| |
Petmin to scale up business
David McKay
Posted: Wed, 10 Jan 2007
[miningmx.com] -- THERE’S a strange dichotomy between Petmin and First Uranium Corporation, two South African based mining firms that sought international listings in the dying days of 2006.
First Uranium Corp., which listed on the Toronto Stock Exchange on December 20, has a great story in its two uranium resources, but no producing assets as yet. As Ian Liddle, a fund manager for Allan Gray said on the Moneyweb Power Hour, a radio programme, First Uranium Corp., needs to produce profits to warrant its R1.4bn (C$232m) valuation. First Uranium Corp. is controlled by the JSE-listed gold producer, Simmer & Jack Mines.
By contrast, there’s Petmin which listed on Britain’s Alternative Investment Market (AIM), also on December 20. It has cash-producing assets, but no real story as yet.
Both companies fared well in their debuts. But it was First Uranium that has the wind under its wings trading 14% higher than the C$7/share level at which it placed shares with selected institutions.
“The market is hot for anything uranium right now,” said Brian Mok, an analyst for Research Capital Corporation in an interview with Bloomberg News. According to Australia’s Resource Capital Research, the uranium price is up 23% in the last three months of 2006 to $65.50/lb, and is expected to reach $90/lb by mid-2007.

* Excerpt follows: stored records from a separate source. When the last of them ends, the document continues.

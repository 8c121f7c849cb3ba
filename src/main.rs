//! Leverage Loop Simulator
//!
//! Previews a recursive supply/borrow/swap leverage loop against live (or
//! static) lending market parameters and prints the trajectory, the final
//! risk assessment and, when enabled, a flash-loan deleveraging preview as
//! JSON on stdout. Logs go to stderr.

use std::collections::BTreeMap;
use std::sync::Arc;

use anyhow::{Context, Result};
use serde::Serialize;
use tracing::{error, info, warn};
use tracing_subscriber::{fmt, prelude::*, EnvFilter};

use looper_api::{AaveGraphClient, Asset, MarketDataFetcher, MarketSnapshot, StaticMarketFetcher};
use looper_chain::{FlashLoanAction, LedgerBackend, LedgerState, SequenceToken};
use looper_core::{
    risk, ActionSequencer, AtomicReceipt, LoopStrategy, LooperConfig, MarketDataProvider, Position,
    PositionSimulator, RiskAssessment, RiskCalculator, SimulationResult, SnapshotSource,
};

/// Environment variable names.
mod env {
    pub const LOG_FORMAT: &str = "LOG_FORMAT";
    pub const STRATEGY: &str = "LOOPER_STRATEGY";
}

#[derive(Debug, Serialize)]
#[serde(rename_all = "camelCase")]
struct Report {
    profile: String,
    chain_id: u64,
    market_source: SnapshotSource,
    #[serde(skip_serializing_if = "Option::is_none")]
    market_warning: Option<String>,
    strategy: LoopStrategy,
    result: SimulationResult,
    risk: RiskAssessment,
    #[serde(skip_serializing_if = "Option::is_none")]
    rescue: Option<RescuePreview>,
}

#[derive(Debug, Serialize)]
#[serde(rename_all = "camelCase")]
struct RescuePreview {
    receipt: AtomicReceipt,
    health_factor_before: f64,
    health_factor_after: f64,
}

#[tokio::main]
async fn main() -> Result<()> {
    dotenvy::dotenv().ok();
    init_tracing();

    // LOOPER_PROFILE selects: default, conservative, aggressive, or a TOML path
    let config = LooperConfig::from_env()?;
    config.log_config();

    let problems = config.validate();
    if !problems.is_empty() {
        for problem in &problems {
            error!(%problem, "Invalid configuration");
        }
        anyhow::bail!("configuration has {} problem(s)", problems.len());
    }

    if !config.features.simulation {
        info!("Simulation disabled (ENABLE_SIMULATION=false), nothing to do");
        return Ok(());
    }

    let strategy = load_strategy(&config)?;
    let chain_id = config.chain.chain_id;

    let provider = MarketDataProvider::from_config(build_fetcher(&config), &config.market);
    let market = provider.get_snapshot(chain_id).await;
    if let Some(warning) = &market.warning {
        warn!(source = ?market.source, %warning, "Using degraded market data");
    }

    let simulator = PositionSimulator::new(&config.simulation)?
        .with_max_health_factor_target(config.risk.max_health_factor);
    let result = simulator.simulate_with_market(&strategy, &market.snapshot)?;

    info!(
        loops = result.loops.len(),
        leverage = result.leverage,
        hf = result.health_factor,
        meets_target = result.meets_target,
        "Simulation finished"
    );

    let (collateral_asset, borrow_asset) = loop_pair(&strategy, &market.snapshot)?;
    let position = final_position(&result, collateral_asset, borrow_asset);
    let assessment = RiskCalculator::new(config.risk.clone()).assess(&position, &market.snapshot);
    if assessment.leverage_exceeded {
        warn!(
            leverage = assessment.leverage,
            max = config.risk.max_leverage,
            "Simulated position exceeds max leverage"
        );
    }
    if assessment.buffer_breached {
        warn!(
            hf = assessment.health_factor,
            buffer = config.risk.liquidation_buffer,
            "Simulated position inside liquidation buffer"
        );
    }

    let wants_rescue = strategy.flash_loan_rescue && !result.meets_target;
    let rescue = if config.features.flash_loans && wants_rescue {
        preview_rescue(&position, &strategy, &market.snapshot).await?
    } else {
        None
    };

    let report = Report {
        profile: config.profile.clone(),
        chain_id,
        market_source: market.source,
        market_warning: market.warning.as_ref().map(ToString::to_string),
        strategy,
        result,
        risk: assessment,
        rescue,
    };

    println!("{}", serde_json::to_string_pretty(&report)?);
    Ok(())
}

fn init_tracing() {
    let filter = EnvFilter::try_from_default_env()
        .unwrap_or_else(|_| EnvFilter::new("info,looper_core=debug"));

    let json = std::env::var(env::LOG_FORMAT)
        .map(|v| v.eq_ignore_ascii_case("json"))
        .unwrap_or(false);

    if json {
        tracing_subscriber::registry()
            .with(fmt::layer().json().with_writer(std::io::stderr))
            .with(filter)
            .init();
    } else {
        tracing_subscriber::registry()
            .with(fmt::layer().with_writer(std::io::stderr))
            .with(filter)
            .init();
    }
}

/// Strategy from `LOOPER_STRATEGY` (JSON), else the profile's strategy.
fn load_strategy(config: &LooperConfig) -> Result<LoopStrategy> {
    match std::env::var(env::STRATEGY) {
        Ok(raw) if !raw.trim().is_empty() => {
            serde_json::from_str(&raw).with_context(|| format!("invalid {}", env::STRATEGY))
        }
        _ => Ok(config.strategy.clone()),
    }
}

fn build_fetcher(config: &LooperConfig) -> Arc<dyn MarketDataFetcher> {
    match &config.chain.graph_api_url {
        Some(url) => {
            info!(url = %url, "Using Aave subgraph market data");
            Arc::new(
                AaveGraphClient::new(url.clone())
                    .with_api_key(config.chain.graph_api_key.clone())
                    .with_timeout(config.market.fetch_timeout()),
            )
        }
        None => {
            info!("No GRAPH_API_URL configured, using static market data");
            Arc::new(StaticMarketFetcher::new())
        }
    }
}

fn loop_pair<'a>(
    strategy: &LoopStrategy,
    market: &'a MarketSnapshot,
) -> Result<(&'a Asset, &'a Asset)> {
    let find = |symbol: &str| {
        market
            .asset(symbol)
            .with_context(|| format!("{} not listed on chain {}", symbol, market.chain_id))
    };
    Ok((find(&strategy.assets.collateral)?, find(&strategy.assets.borrow)?))
}

/// Final simulated position in token units of each asset.
fn final_position(result: &SimulationResult, collateral: &Asset, borrow: &Asset) -> Position {
    // Simulated amounts are collateral-denominated.
    let debt_in_borrow_units = result.debt * collateral.price / borrow.price;
    Position::new()
        .with_collateral(collateral.symbol.clone(), result.collateral)
        .with_debt(borrow.symbol.clone(), debt_in_borrow_units)
}

/// Preview a flash-loan deleverage that brings the position back to its
/// health factor target.
///
/// Sequence: flash-borrow the debt asset, repay part of the position debt,
/// sell collateral for the debt asset, repay the flash loan. Collateral is
/// modelled as a wallet balance in the in-memory ledger.
async fn preview_rescue(
    position: &Position,
    strategy: &LoopStrategy,
    market: &MarketSnapshot,
) -> Result<Option<RescuePreview>> {
    let (collateral, borrow) = loop_pair(strategy, market)?;
    if collateral.symbol == borrow.symbol {
        return Ok(None);
    }

    let collateral_amount = position.collateral.get(&collateral.symbol).copied().unwrap_or(0.0);
    let debt_amount = position.debt.get(&borrow.symbol).copied().unwrap_or(0.0);
    let target = strategy.health_factor_target;
    let lt = collateral.liquidation_threshold;

    // Debt value v to repay so that (C - v) * LT / (D - v) == target
    let collateral_value = collateral_amount * collateral.price;
    let debt_value = debt_amount * borrow.price;
    let repay_value = (target * debt_value - collateral_value * lt) / (target - lt);
    if !(repay_value > 0.0 && repay_value < collateral_value && repay_value < debt_value) {
        warn!(repay_value, "No feasible deleverage for this position");
        return Ok(None);
    }

    let repay = format!("{:.6}", repay_value / borrow.price);
    let repay_amount: f64 = repay.parse()?;
    let sell = repay_amount * borrow.price / collateral.price;
    let sell = format!("{:.9}", (sell * 1e9).ceil() / 1e9);

    let actions = vec![
        FlashLoanAction::borrow(&borrow.symbol, &repay),
        FlashLoanAction::repay(&borrow.symbol, &repay),
        FlashLoanAction::swap(&collateral.symbol, &sell, &borrow.symbol),
        FlashLoanAction::repay(&borrow.symbol, &repay),
    ];

    let ledger = LedgerBackend::new(
        LedgerState::new()
            .with_balance(collateral.symbol.clone(), collateral_amount)
            .with_debt(borrow.symbol.clone(), debt_amount),
    );
    let sequencer = ActionSequencer::new(Arc::new(ledger.clone()))?;
    let receipt = sequencer
        .execute_atomic(&borrow.symbol, &repay, &actions, SequenceToken::unique(), market)
        .await?;

    let after_collateral = BTreeMap::from([(
        collateral.symbol.clone(),
        ledger.balance(&collateral.symbol),
    )]);
    let after_debt = BTreeMap::from([(borrow.symbol.clone(), ledger.debt(&borrow.symbol))]);

    let preview = RescuePreview {
        health_factor_before: risk::health_factor(&position.collateral, &position.debt, market),
        health_factor_after: risk::health_factor(&after_collateral, &after_debt, market),
        receipt,
    };

    info!(
        before = preview.health_factor_before,
        after = preview.health_factor_after,
        repaid = %repay,
        "Flash loan rescue preview"
    );

    Ok(Some(preview))
}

The same level of price sexiness can’t quite be said for the silica and
anthracite coal that Petmin (profitably) produces. But Bradley Doig, COO of Petmin, has some plans which he hopes the AIM listing will help generate.
“We’re aiming to become a significant, multi-commodity international business. And we know we need scale to excite these offshore funds,” said Doig. The company has been far from specific expressing an interest in iron ore, base metals maybe; a little bit of fluorspar. However, Doig promises newsflow relatively quickly:
“We’ve done three deals in less than two-and-a-half years to get the company’s assets into their current shape. We’re looking at a couple of interesting things now,” he said.
Petmin would prefer buying assets over which it can exert its own methodology which is to be conservative, create cash flow from day one, abhor excessive debt.
Current debt:equity is 16% and Doig said there’s tolerance to take this to a maximum of 25%. In addition to debt funding, the company has a kitty of R45m for
projects and acquisitions after paying for the drilling of its Somkhele coal project and buying more entitlement to the Richards Bay Coal Terminal Petmin believes it needs.
About R50m was raised from the AIM listing before costs; a further R35m was raised after selling its interest in Baobab Exploration and Mining, a coal prospect, to GMV Metals, which debuted on the JSE in December.